One issue of note in this description is that the finished product when using shellac base is a very early thermoplastic with the characteristics of thermoset plastic, being brittle and not easily melted. Once a thermoset polymer is cured, it cannot be re-melted or reformed, but will burn. So bakelite, epoxy, hard rubber, molded shellac, gutta-percha, etc. all fall into the same general family of polymers. Bakelite was the world's first fully synthetic plastic invented in New York in 1907, so all that were used before fell into a closely related family of natural polymers.
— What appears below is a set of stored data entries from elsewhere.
//! Body encoders and content negotiation.
//!
//! The set of encoders is fixed: JSON, plain text and URL-encoded forms. An
//! [`Encoders`] registry chooses among the ones an application enables by
//! reading the request's `Accept` header; `Accept-Charset` is negotiated
//! separately into a [`Charset`] and handed to [`Encoder::encode`].
//!
//! Negotiation never fails. A missing, empty, malformed or unsatisfiable
//! `Accept` header yields the registry's default encoder so a response can
//! always be built.

use std::cmp::Ordering;

use bytes::Bytes;
use mime::Mime;
use serde::Serialize;
use serde::de::DeserializeOwned;

use crate::error::{BoxError, Error};

/// A body serializer for one media type.
#[derive(Clone, Copy, Debug, Eq, PartialEq)]
pub enum Encoder {
    /// `application/json`, always UTF-8.
    Json,
    /// `text/plain`. Strings are written verbatim, other values as their JSON text.
    Text,
    /// `application/x-www-form-urlencoded`.
    Form,
}

impl Encoder {
    pub fn media_type(self) -> &'static str {
        match self {
            Self::Json => "application/json",
            Self::Text => "text/plain",
            Self::Form => "application/x-www-form-urlencoded",
        }
    }

    /// Serializes `value`. Deterministic for identical input and charset.
    pub fn encode<T>(self, charset: Charset, value: &T) -> Result<Bytes, Error>
    where
        T: Serialize + ?Sized,
    {
        let encode_err = |source: BoxError| Error::Encode { media_type: self.media_type(), source };

        match self {
            Self::Json => serde_json::to_vec(value)
                .map(Bytes::from)
                .map_err(|e| encode_err(e.into())),
            Self::Text => {
                let text = match serde_json::to_value(value).map_err(|e| encode_err(e.into()))? {
                    serde_json::Value::String(s) => s,
                    serde_json::Value::Null => String::new(),
                    other => other.to_string(),
                };
                charset.encode(&text).map_err(|c| {
                    encode_err(format!("character {c:?} cannot be represented in {}", charset.as_str()).into())
                })
            }
            Self::Form => serde_urlencoded::to_string(value)
                .map(Bytes::from)
                .map_err(|e| encode_err(e.into())),
        }
    }

    /// Deserializes a request body. Text bodies must be UTF-8.
    pub fn decode<T: DeserializeOwned>(self, bytes: &[u8]) -> Result<T, Error> {
        let decode_err = |source: BoxError| Error::Decode { media_type: self.media_type(), source };

        match self {
            Self::Json => serde_json::from_slice(bytes).map_err(|e| decode_err(e.into())),
            Self::Text => {
                let text = std::str::from_utf8(bytes).map_err(|e| decode_err(e.into()))?;
                T::deserialize(serde_json::Value::String(text.to_owned()))
                    .map_err(|e| decode_err(e.into()))
            }
            Self::Form => serde_urlencoded::from_bytes(bytes).map_err(|e| decode_err(e.into())),
        }
    }

    fn matches(self, range: &Mime) -> bool {
        if range.type_() == mime::STAR {
            return range.subtype() == mime::STAR;
        }
        let (ty, subtype) = self.media_type().split_once('/').unwrap_or_default();
        range.type_() == ty && (range.subtype() == mime::STAR || range.subtype() == subtype)
    }
}

/// The encoders an application supports, plus the one used when negotiation
/// finds nothing better.
///
/// Immutable once the server starts; shared by every connection.
#[derive(Clone, Debug)]
pub struct Encoders {
    supported: Vec<Encoder>,
    default: Encoder,
}

impl Encoders {
    /// A registry containing only `default`.
    pub fn new(default: Encoder) -> Self {
        Self { supported: vec![default], default }
    }

    /// Adds an encoder. Earlier registrations win ties under a wildcard range.
    pub fn with(mut self, encoder: Encoder) -> Self {
        if !self.supported.contains(&encoder) {
            self.supported.push(encoder);
        }
        self
    }

    pub fn default_encoder(&self) -> Encoder {
        self.default
    }

    pub fn supports(&self, encoder: Encoder) -> bool {
        self.supported.contains(&encoder)
    }

    /// Picks the encoder for a response given the request's `Accept` header.
    ///
    /// Media ranges are tried in descending `q` order (header order breaks
    /// ties); `q=0` ranges are ignored. `*/*` selects the default encoder.
    pub fn accepted_encoder(&self, accept: Option<&str>) -> Encoder {
        for range in ranked(accept.unwrap_or_default()) {
            if range.type_() == mime::STAR && range.subtype() == mime::STAR {
                return self.default;
            }
            if let Some(&encoder) = self.supported.iter().find(|e| e.matches(&range)) {
                return encoder;
            }
        }
        self.default
    }

    /// Picks the decoder for a request body from its `Content-Type`.
    pub fn for_content_type(&self, content_type: Option<&str>) -> Encoder {
        content_type
            .and_then(|ct| ct.parse::<Mime>().ok())
            .and_then(|ct| {
                self.supported
                    .iter()
                    .copied()
                    .find(|e| e.media_type() == ct.essence_str())
            })
            .unwrap_or(self.default)
    }
}

/// JSON by default, with text and forms available on request.
impl Default for Encoders {
    fn default() -> Self {
        Self::new(Encoder::Json).with(Encoder::Text).with(Encoder::Form)
    }
}

/// Character set applied by [`Encoder::Text`].
#[derive(Clone, Copy, Debug, Default, Eq, PartialEq)]
pub enum Charset {
    #[default]
    Utf8,
    /// ISO-8859-1.
    Latin1,
}

impl Charset {
    pub fn as_str(self) -> &'static str {
        match self {
            Self::Utf8 => "utf-8",
            Self::Latin1 => "iso-8859-1",
        }
    }

    /// Picks a charset from an `Accept-Charset` header, UTF-8 when nothing
    /// supported is listed.
    pub fn negotiate(accept_charset: Option<&str>) -> Self {
        let mut candidates: Vec<(&str, f32)> = accept_charset
            .unwrap_or_default()
            .split(',')
            .filter_map(|item| {
                let mut parts = item.split(';');
                let name = parts.next()?.trim();
                let q = quality(parts);
                (!name.is_empty() && q > 0.0).then_some((name, q))
            })
            .collect();
        candidates.sort_by(|a, b| by_quality(a.1, b.1));

        candidates
            .into_iter()
            .find_map(|(name, _)| match name.to_ascii_lowercase().as_str() {
                "*" | "utf-8" | "utf8" => Some(Self::Utf8),
                "iso-8859-1" | "latin1" => Some(Self::Latin1),
                _ => None,
            })
            .unwrap_or_default()
    }

    /// Returns the first unrepresentable character on failure.
    fn encode(self, text: &str) -> Result<Bytes, char> {
        match self {
            Self::Utf8 => Ok(Bytes::copy_from_slice(text.as_bytes())),
            Self::Latin1 => text
                .chars()
                .map(|c| u8::try_from(u32::from(c)).map_err(|_| c))
                .collect::<Result<Vec<u8>, char>>()
                .map(Bytes::from),
        }
    }
}

/// Parses an `Accept` header into media ranges, best first.
fn ranked(accept: &str) -> Vec<Mime> {
    let mut ranges: Vec<(Mime, f32)> = accept
        .split(',')
        .filter_map(|item| item.trim().parse::<Mime>().ok())
        .map(|m| {
            let q = m
                .get_param("q")
                .and_then(|q| q.as_str().parse::<f32>().ok())
                .unwrap_or(1.0);
            (m, q)
        })
        .filter(|(_, q)| *q > 0.0)
        .collect();
    ranges.sort_by(|a, b| by_quality(a.1, b.1));
    ranges.into_iter().map(|(m, _)| m).collect()
}

fn quality<'a>(params: impl Iterator<Item = &'a str>) -> f32 {
    params
        .filter_map(|p| p.trim().strip_prefix("q="))
        .find_map(|q| q.trim().parse::<f32>().ok())
        .unwrap_or(1.0)
}

/// Descending by quality; `sort_by` is stable so equal weights keep header order.
fn by_quality(a: f32, b: f32) -> Ordering {
    b.total_cmp(&a)
}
So it is not the characteristics of the material, but the source of the basic compound that is in question. Gutta=percha is a thermoset plastic also made of organic natural compounds. The author was wrong in the characterization that shellac is not a molded plastic, because where used in durable products like records, cases, and appliances it was formed the same way as gutta-percha, heat and pressure molded to "set" the polymer into a product shape. Wood flour was the additive that gave shellac the strength to become a durable product.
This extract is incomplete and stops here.